The majority of us catch these dramatic news snippets with little understanding or no understanding of what it means to be in a ‘state of local emergency.’ Declared by a government during times of natural, man-made disaster, or even civil unrest, a ‘state of emergency’ suspends some normal everyday rights taken for granted, even in some cases if those everyday rights and freedoms are guaranteed under a constitution. In Canada, at the federal government level, the Government of Canada is authorized to invoke some exceptional powers to deal with incident-specific emergencies, such as: natural disasters, major accidents, security threats, and violence that threatens the security of Canada. The Emergencies Act (replaced the War Measures Act) grants the Government of Canada this authority subject to the Charter of Rights and Freedoms, and any declaration made by the government must be reviewed by Parliament.

In addition to federal legislation, emergency legislation also exists at the provincial and municipal levels. In Alberta, the provincial legislation is the Emergency Management Act. This provincial legislation authorizes the Minister of Municipal Affairs to declare states of emergency and with some special powers to deal with such emergencies. Even more interesting, is the Emergency Management Act directs all municipalities to be responsible for the direction and control of any emergency response to states of local emergency.

Sections 11 and 24 of the Emergency Measures Act mandates local authorities to be responsible at all times for the direction and control of the local emergency response. The local authorities must prepare and approve all emergency plans and programs and possess the same authority granted to the Province in dealing with emergencies within the boundaries of their municipality.

The Municipality District of Rocky View No. 44 (currently known as Rocky View County) adopted the Municipal Disaster Services Bylaw (C-6009-2004) on June 14, 2005. This bylaw authorizes Council or designated officials to declare a State of Local Emergency and establishes a Disaster Services Committee.

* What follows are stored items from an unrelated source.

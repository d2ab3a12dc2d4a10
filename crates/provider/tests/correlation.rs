//! Tests for the pending-request correlation engine: registration,
//! notification matching, settlement, and teardown.

use std::{future::Future, sync::Arc, time::Duration};

use futures::StreamExt;
use hub_client::HubClientError;
use hub_notify::{client::HubNotifyClient, event::ChannelEvent};
use hub_sign_common::logging::{self, LoggerConfig};
use hub_sign_primitives::{context::JobContext, rpc::JsonRpcRequest};
use hub_sign_provider::{
    errors::{ProviderError, SignFlowError},
    events::LifecycleEvent,
    HubSignProvider, ProviderConfig,
};
use hub_sign_test_utils::{
    hub::MockSigningService,
    wire::{update_transaction_event, wire_channel},
    TEST_FROM_ADDRESS,
};
use serde_json::json;
use tokio::sync::mpsc::UnboundedSender;

fn setup(
    sign_timeout: Option<Duration>,
) -> (
    Arc<MockSigningService>,
    UnboundedSender<ChannelEvent>,
    HubNotifyClient,
    HubSignProvider,
) {
    logging::init(LoggerConfig::with_base_name("correlation-test"));

    let hub = Arc::new(MockSigningService::new());
    let (wire_tx, notify) = wire_channel();
    let mut config = ProviderConfig::new(TEST_FROM_ADDRESS, "http://127.0.0.1:9", "1");
    config.sign_timeout = sign_timeout;
    let job_context = JobContext {
        project_id: Some("proj".to_owned()),
        build_config_id: Some("build".to_owned()),
        ci_job_id: Some("ci".to_owned()),
    };
    let provider =
        HubSignProvider::with_job_context(config, job_context, hub.clone(), notify.clone())
            .expect("config must be valid");
    (hub, wire_tx, notify, provider)
}

fn send_transaction_request(id: u64) -> JsonRpcRequest {
    JsonRpcRequest::new(id, "eth_sendTransaction", vec![json!({"to": "0x0"})])
}

/// Polls `cond` until it holds or a generous deadline expires.
async fn wait_until<F, Fut>(what: &str, mut cond: F)
where
    F: FnMut() -> Fut,
    Fut: Future<Output = bool>,
{
    tokio::time::timeout(Duration::from_secs(5), async {
        while !cond().await {
            tokio::time::sleep(Duration::from_millis(10)).await;
        }
    })
    .await
    .unwrap_or_else(|_| panic!("timed out waiting for: {what}"));
}

#[tokio::test]
async fn sign_call_resolves_to_the_reported_transaction_hash() {
    let (hub, wire_tx, notify, provider) = setup(None);
    hub.enqueue_record("tx1", "job1");

    let in_flight = tokio::spawn({
        let provider = provider.clone();
        async move { provider.dispatch(send_transaction_request(1)).await }
    });

    wait_until("subscription to open", || {
        let notify = notify.clone();
        async move { notify.num_subscriptions().await == 1 }
    })
    .await;
    assert_eq!(provider.pending_sign_requests().await, 1);

    wire_tx
        .send(update_transaction_event("job1", "tx1", "0xabc"))
        .unwrap();

    let response = in_flight.await.unwrap().unwrap();
    assert_eq!(response.result, Some(json!("0xabc")));
    assert_eq!(response.id, 1);

    // Settlement tears the whole flow down: entry gone, channel
    // unsubscribed.
    assert_eq!(provider.pending_sign_requests().await, 0);
    assert_eq!(notify.num_subscriptions().await, 0);

    // The hub was called exactly once, with the configured identity and the
    // unmodified payload.
    assert_eq!(hub.call_count(), 1);
    let call = hub.calls().remove(0);
    assert_eq!(call.from, TEST_FROM_ADDRESS);
    assert_eq!(call.network_id, "1");
    assert_eq!(call.project_id.as_deref(), Some("proj"));
    assert_eq!(call.build_config_id.as_deref(), Some("build"));
    assert_eq!(call.ci_job_id.as_deref(), Some("ci"));
    assert_eq!(call.rpc_payload.method, "eth_sendTransaction");
}

#[tokio::test]
async fn eth_sign_goes_through_the_same_flow() {
    let (hub, wire_tx, notify, provider) = setup(None);
    hub.enqueue_record("tx9", "job9");

    let in_flight = tokio::spawn({
        let provider = provider.clone();
        async move {
            provider
                .dispatch(JsonRpcRequest::new(2, "eth_sign", vec![json!("0xdata")]))
                .await
        }
    });

    wait_until("subscription to open", || {
        let notify = notify.clone();
        async move { notify.num_subscriptions().await == 1 }
    })
    .await;
    wire_tx
        .send(update_transaction_event("job9", "tx9", "0xsigned"))
        .unwrap();

    let response = in_flight.await.unwrap().unwrap();
    assert_eq!(response.result, Some(json!("0xsigned")));
}

#[tokio::test]
async fn duplicate_updates_settle_exactly_once() {
    let (hub, wire_tx, notify, provider) = setup(None);
    hub.enqueue_record("tx1", "job1");

    let in_flight = tokio::spawn({
        let provider = provider.clone();
        async move { provider.dispatch(send_transaction_request(1)).await }
    });

    wait_until("subscription to open", || {
        let notify = notify.clone();
        async move { notify.num_subscriptions().await == 1 }
    })
    .await;

    // Deliver the same completion three times.
    for _ in 0..3 {
        wire_tx
            .send(update_transaction_event("job1", "tx1", "0xabc"))
            .unwrap();
    }

    let response = in_flight.await.unwrap().unwrap();
    assert_eq!(response.result, Some(json!("0xabc")));

    // The duplicates found no entry and were ignored; the engine is still
    // healthy and fully torn down.
    wait_until("teardown", || {
        let notify = notify.clone();
        async move { notify.num_subscriptions().await == 0 }
    })
    .await;
    assert_eq!(provider.pending_sign_requests().await, 0);
}

#[tokio::test]
async fn unrelated_updates_never_settle_a_pending_request() {
    let (hub, wire_tx, notify, provider) = setup(None);
    hub.enqueue_record("tx1", "job1");

    let in_flight = tokio::spawn({
        let provider = provider.clone();
        async move { provider.dispatch(send_transaction_request(1)).await }
    });

    wait_until("subscription to open", || {
        let notify = notify.clone();
        async move { notify.num_subscriptions().await == 1 }
    })
    .await;

    // An update for a different internal id on the same job channel must be
    // ignored and must keep the subscription open.
    wire_tx
        .send(update_transaction_event("job1", "tx-other", "0xdead"))
        .unwrap();
    // An event on an unrelated channel must not reach this flow at all.
    wire_tx
        .send(update_transaction_event("job-unrelated", "tx1", "0xdead"))
        .unwrap();

    tokio::time::sleep(Duration::from_millis(50)).await;
    assert_eq!(provider.pending_sign_requests().await, 1);
    assert_eq!(notify.num_subscriptions().await, 1);

    wire_tx
        .send(update_transaction_event("job1", "tx1", "0xabc"))
        .unwrap();
    let response = in_flight.await.unwrap().unwrap();
    assert_eq!(response.result, Some(json!("0xabc")));
}

#[tokio::test]
async fn concurrent_sign_flows_are_independent() {
    let (hub, wire_tx, notify, provider) = setup(None);
    hub.enqueue_record("tx1", "job1");
    hub.enqueue_record("tx2", "job2");

    let first = tokio::spawn({
        let provider = provider.clone();
        async move { provider.dispatch(send_transaction_request(1)).await }
    });
    // Serialize the registrations so the record-to-request mapping is
    // deterministic.
    wait_until("first registration", || {
        let hub = hub.clone();
        async move { hub.call_count() == 1 }
    })
    .await;

    let second = tokio::spawn({
        let provider = provider.clone();
        async move { provider.dispatch(send_transaction_request(2)).await }
    });
    wait_until("both subscriptions", || {
        let notify = notify.clone();
        async move { notify.num_subscriptions().await == 2 }
    })
    .await;

    // Resolve the second job first.
    wire_tx
        .send(update_transaction_event("job2", "tx2", "0xbbb"))
        .unwrap();
    let response = second.await.unwrap().unwrap();
    assert_eq!(response.result, Some(json!("0xbbb")));

    // The first flow is untouched by the second one settling.
    assert_eq!(provider.pending_sign_requests().await, 1);
    assert_eq!(notify.num_subscriptions().await, 1);

    wire_tx
        .send(update_transaction_event("job1", "tx1", "0xaaa"))
        .unwrap();
    let response = first.await.unwrap().unwrap();
    assert_eq!(response.result, Some(json!("0xaaa")));

    assert_eq!(provider.pending_sign_requests().await, 0);
    assert_eq!(notify.num_subscriptions().await, 0);
}

#[tokio::test]
async fn registration_failure_leaves_no_pending_entry() {
    let (hub, _wire_tx, notify, provider) = setup(None);
    hub.enqueue_rejection("from address is not authorized");

    let outcome = provider.dispatch(send_transaction_request(1)).await;

    match outcome {
        Err(ProviderError::Sign(SignFlowError::Registration(HubClientError::Rejected {
            message,
            ..
        }))) => {
            assert_eq!(message, "from address is not authorized");
        }
        other => panic!("expected a registration rejection, got {other:?}"),
    }

    assert_eq!(provider.pending_sign_requests().await, 0);
    assert_eq!(notify.num_subscriptions().await, 0);
}

#[tokio::test]
async fn subscription_failure_removes_the_inserted_entry() {
    let (hub, wire_tx, notify, provider) = setup(None);

    // Disconnect the transport and wait for the router to notice.
    drop(wire_tx);
    wait_until("transport disconnect", || {
        let notify = notify.clone();
        async move { notify.subscribe("probe", &[]).await.is_err() }
    })
    .await;

    hub.enqueue_record("tx1", "job1");
    let outcome = provider.dispatch(send_transaction_request(1)).await;

    assert!(matches!(
        outcome,
        Err(ProviderError::Sign(SignFlowError::Subscription(_)))
    ));
    // The hub accepted the registration, yet no entry may linger.
    assert_eq!(hub.call_count(), 1);
    assert_eq!(provider.pending_sign_requests().await, 0);
}

#[tokio::test]
async fn sign_timeout_tears_the_flow_down() {
    let (hub, _wire_tx, notify, provider) = setup(Some(Duration::from_millis(50)));
    hub.enqueue_record("tx1", "job1");

    let outcome = provider.dispatch(send_transaction_request(1)).await;
    assert!(matches!(
        outcome,
        Err(ProviderError::Sign(SignFlowError::TimedOut))
    ));

    // Teardown is asynchronous; wait for it rather than racing it.
    wait_until("timeout teardown", || {
        let provider = provider.clone();
        let notify = notify.clone();
        async move {
            provider.pending_sign_requests().await == 0 && notify.num_subscriptions().await == 0
        }
    })
    .await;
}

#[tokio::test]
async fn cancel_settles_the_waiting_call() {
    let (hub, _wire_tx, notify, provider) = setup(None);
    hub.enqueue_record("tx1", "job1");

    let mut lifecycle = provider.subscribe_lifecycle().await;
    let in_flight = tokio::spawn({
        let provider = provider.clone();
        async move { provider.dispatch(send_transaction_request(1)).await }
    });

    assert_eq!(
        lifecycle.next().await,
        Some(LifecycleEvent::Submitted {
            method: "eth_sendTransaction".to_owned()
        })
    );
    let registered = lifecycle.next().await.unwrap();
    let LifecycleEvent::Registered { id, job_id } = registered else {
        panic!("expected a Registered event, got {registered:?}");
    };
    assert_eq!(job_id, "job1");

    provider.cancel_sign_request(&id).unwrap();

    let outcome = in_flight.await.unwrap();
    assert!(matches!(
        outcome,
        Err(ProviderError::Sign(SignFlowError::Cancelled))
    ));
    assert_eq!(provider.pending_sign_requests().await, 0);
    assert_eq!(notify.num_subscriptions().await, 0);
    assert!(matches!(
        lifecycle.next().await,
        Some(LifecycleEvent::Failed { .. })
    ));
}

#[tokio::test]
async fn lifecycle_reports_the_happy_path_in_order() {
    let (hub, wire_tx, notify, provider) = setup(None);
    hub.enqueue_record("tx1", "job1");

    let mut lifecycle = provider.subscribe_lifecycle().await;
    let in_flight = tokio::spawn({
        let provider = provider.clone();
        async move { provider.dispatch(send_transaction_request(1)).await }
    });

    wait_until("subscription to open", || {
        let notify = notify.clone();
        async move { notify.num_subscriptions().await == 1 }
    })
    .await;
    wire_tx
        .send(update_transaction_event("job1", "tx1", "0xabc"))
        .unwrap();
    in_flight.await.unwrap().unwrap();

    assert_eq!(
        lifecycle.next().await,
        Some(LifecycleEvent::Submitted {
            method: "eth_sendTransaction".to_owned()
        })
    );
    assert_eq!(
        lifecycle.next().await,
        Some(LifecycleEvent::Registered {
            id: "tx1".to_owned(),
            job_id: "job1".to_owned()
        })
    );
    assert_eq!(
        lifecycle.next().await,
        Some(LifecycleEvent::Matched {
            id: "tx1".to_owned(),
            transaction_hash: "0xabc".to_owned()
        })
    );
}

The Disaster Services Committee is to advise Council on the development of emergency plans and programs. The Disaster Services Committee (currently known as the Emergency Management Committee) consists of the Reeve and Deputy Reeve – appointed annually – and the Chief Administration Officer, all Municipal District Directors, and any other Municipal District employees appointed by the Committee at the discretion of the Director of Disaster Services and/or the Chief Administration Officer.

Note despite there being an established Municipal Disaster Services Agency, which is authorized to act as Council’s agent in carrying out Council’s obligations under the bylaw, Council is responsible to ensure that all emergency plans and programs have been prepared and that the necessary resources are available to address potential emergencies or disasters that may occur within Rocky View County.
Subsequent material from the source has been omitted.